YOUR GOAL - Show every line in the records below that contains the word "vectors".

DATA -
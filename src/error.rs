use thiserror::Error;

use crate::gi::axis::Axis;

/// Everything that can go wrong between loading a config and shading a pixel.
#[derive(Debug, Error)]
pub enum GiError {
    #[error("voxel resolution {0} must be a non-zero power of two")]
    InvalidResolution(u32),

    #[error("scene scale {0} must be finite and positive")]
    InvalidSceneScale(f32),

    #[error("invalid parameter `{name}`: {reason}")]
    InvalidParameter { name: &'static str, reason: String },

    // the volume and the captures disagree on size; the resolution changed mid-session
    #[error("capture for axis {axis:?} holds {actual} texels, expected {expected}")]
    CaptureSizeMismatch {
        axis: Axis,
        expected: usize,
        actual: usize,
    },

    // only this slice is lost, voxelization carries on
    #[error("render target for slice {slice} of axis {axis:?} is incomplete: {reason}")]
    RenderTargetIncomplete {
        axis: Axis,
        slice: u32,
        reason: String,
    },

    #[error("gpu error: {0}")]
    Gpu(String),

    // a preview worker thread went away without delivering its rows
    #[error("worker failed: {0}")]
    Worker(String),

    #[error(transparent)]
    Io(#[from] std::io::Error),

    #[error(transparent)]
    Config(#[from] serde_json::Error),

    #[error(transparent)]
    Image(#[from] image::ImageError),
}

impl GiError {
    /// Whether the voxelizer may skip the offending slice and continue.
    pub fn is_recoverable(&self) -> bool {
        matches!(self, GiError::RenderTargetIncomplete { .. })
    }
}

/// Wraps any vulkano failure with a short description of what was being attempted.
pub fn gpu_err<E: std::fmt::Debug>(context: &'static str) -> impl FnOnce(E) -> GiError {
    move |e| GiError::Gpu(format!("{context}: {e:?}"))
}
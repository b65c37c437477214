use image::Rgba;
use nalgebra::{Point2, Vector3};

/// Pixel coordinates to [-1, 1], with -1 at the top left.
pub fn screen_to_uv(e: Point2<f32>, extent: [u32; 2]) -> Point2<f32> {
    let x = e[0] / extent[0] as f32;
    let y = e[1] / extent[1] as f32;
    Point2::new(2.0 * x - 1.0, 2.0 * y - 1.0)
}

// linear color in [0, 1] to 8 bit, no tone mapping
pub fn to_rgba8(color: &Vector3<f32>, alpha: f32) -> Rgba<u8> {
    Rgba([unorm8(color.x), unorm8(color.y), unorm8(color.z), unorm8(alpha)])
}

/// Float color in [0, 1] to the nearest 8 bit value, saturating.
pub fn unorm8(c: f32) -> u8 {
    (c.clamp(0.0, 1.0) * 255.0).round() as u8
}

#[cfg(test)]
mod tests {
    use super::*;

    #[test]
    fn uv_covers_the_screen() {
        assert_eq!(screen_to_uv(Point2::new(0.0, 0.0), [4, 2]), Point2::new(-1.0, -1.0));
        assert_eq!(screen_to_uv(Point2::new(4.0, 2.0), [4, 2]), Point2::new(1.0, 1.0));
    }

    #[test]
    fn colors_saturate() {
        assert_eq!(to_rgba8(&Vector3::new(2.0, -1.0, 0.5), 1.0).0, [255, 0, 128, 255]);
        assert_eq!(unorm8(0.2), 51);
    }
}
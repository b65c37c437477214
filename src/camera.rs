use nalgebra::{Matrix4, Point2, Point3, Vector3};

#[inline]
pub fn deg2rad(deg: f32) -> f32 {
    deg * std::f32::consts::PI / 180.0
}

// vectors giving the current perception of the camera
#[derive(Clone, Debug)]
pub struct DirVecs {
    // points from the eye into the scene
    pub front: Vector3<f32>,
    pub right: Vector3<f32>,
    pub up: Vector3<f32>,
}

impl DirVecs {
    fn new(worldup: Vector3<f32>, pitch: f32, yaw: f32) -> DirVecs {
        let front = Vector3::new(
            yaw.cos() * pitch.cos(),
            pitch.sin(),
            yaw.sin() * pitch.cos(),
        )
        .normalize();
        // get other vectors
        let right = front.cross(&worldup).normalize();
        let up = right.cross(&front).normalize();
        // return values
        DirVecs { front, right, up }
    }
}

// Converts a space with depth values in the range [-1, 1] to a space with depth values in the range [0, 1]
// keeps the x and y values the same
fn vk_depth_correction() -> Matrix4<f32> {
    Matrix4::new_nonuniform_scaling(&Vector3::new(1.0, 1.0, 0.5))
        * Matrix4::new_translation(&Vector3::new(0.0, 0.0, 1.0))
}

// Vulkan puts y = -1 on the top row, so flip y as well as fixing depth
pub fn vk_clip_correction() -> Matrix4<f32> {
    Matrix4::new_nonuniform_scaling(&Vector3::new(1.0, -1.0, 1.0)) * vk_depth_correction()
}

/// Anything that can shoot primary rays through an image.
pub trait Camera {
    fn eye(&self) -> Point3<f32>;
    fn dir_vecs(&self) -> DirVecs;
    fn set_position(&mut self, pos: Point3<f32>);

    /// Unit ray direction through `uv`, where `uv` is in [-1, 1] with -1 at the top left.
    fn ray_direction(&self, uv: Point2<f32>, aspect: f32) -> Vector3<f32> {
        let dirs = self.dir_vecs();
        let half_fov = (self.fov() * 0.5).tan();
        (dirs.front + dirs.right * uv.x * half_fov * aspect - dirs.up * uv.y * half_fov)
            .normalize()
    }

    fn fov(&self) -> f32 {
        deg2rad(60.0)
    }
}

// lets you orbit around the central point
pub struct OrbitCamera {
    // position of the camera's root point
    root_pos: Point3<f32>,
    // world up
    worldup: Vector3<f32>,
    // distance from the root position
    offset: f32,
    pitch: f32,
    yaw: f32,
}

impl OrbitCamera {
    pub fn new(offset: f32, pitch: f32, yaw: f32) -> OrbitCamera {
        OrbitCamera {
            root_pos: Point3::default(),
            worldup: Vector3::new(0.0, 1.0, 0.0),
            offset,
            pitch: pitch.clamp(-deg2rad(89.0), deg2rad(89.0)),
            yaw,
        }
    }

    pub fn set_offset(&mut self, offset: f32) {
        self.offset = offset.max(0.5);
    }
}

impl Camera for OrbitCamera {
    fn eye(&self) -> Point3<f32> {
        // the orbit direction points from the root toward the eye
        let dirs = DirVecs::new(self.worldup, self.pitch, self.yaw);
        self.root_pos + self.offset * dirs.front
    }

    fn dir_vecs(&self) -> DirVecs {
        let orbit = DirVecs::new(self.worldup, self.pitch, self.yaw);
        let front = -orbit.front;
        let right = front.cross(&self.worldup).normalize();
        let up = right.cross(&front).normalize();
        DirVecs { front, right, up }
    }

    fn set_position(&mut self, pos: Point3<f32>) {
        self.root_pos = pos;
    }
}

#[cfg(test)]
mod tests {
    use super::*;

    #[test]
    fn orbit_camera_looks_at_its_root() {
        let mut camera = OrbitCamera::new(10.0, deg2rad(20.0), deg2rad(30.0));
        camera.set_position(Point3::new(1.0, 2.0, 3.0));
        let to_root = (Point3::new(1.0, 2.0, 3.0) - camera.eye()).normalize();
        let center = camera.ray_direction(Point2::new(0.0, 0.0), 1.0);
        assert!((center - to_root).norm() < 1e-5);
        assert!(((camera.eye() - Point3::new(1.0, 2.0, 3.0)).norm() - 10.0).abs() < 1e-4);
    }

    #[test]
    fn top_of_the_image_looks_up() {
        let camera = OrbitCamera::new(5.0, 0.0, 0.0);
        let top = camera.ray_direction(Point2::new(0.0, -1.0), 1.0);
        let bottom = camera.ray_direction(Point2::new(0.0, 1.0), 1.0);
        assert!(top.y > 0.0);
        assert!(bottom.y < 0.0);
    }

    #[test]
    fn clip_correction_maps_depth_to_unit_range() {
        let m = vk_clip_correction();
        let near = m.transform_point(&Point3::new(0.0, 1.0, -1.0));
        let far = m.transform_point(&Point3::new(0.0, 1.0, 1.0));
        assert!((near.z - 0.0).abs() < 1e-6);
        assert!((far.z - 1.0).abs() < 1e-6);
        assert!((near.y + 1.0).abs() < 1e-6);
    }
}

EXERCISE RESPONSE -
// vectors giving the current perception of the camera
        // get other vectors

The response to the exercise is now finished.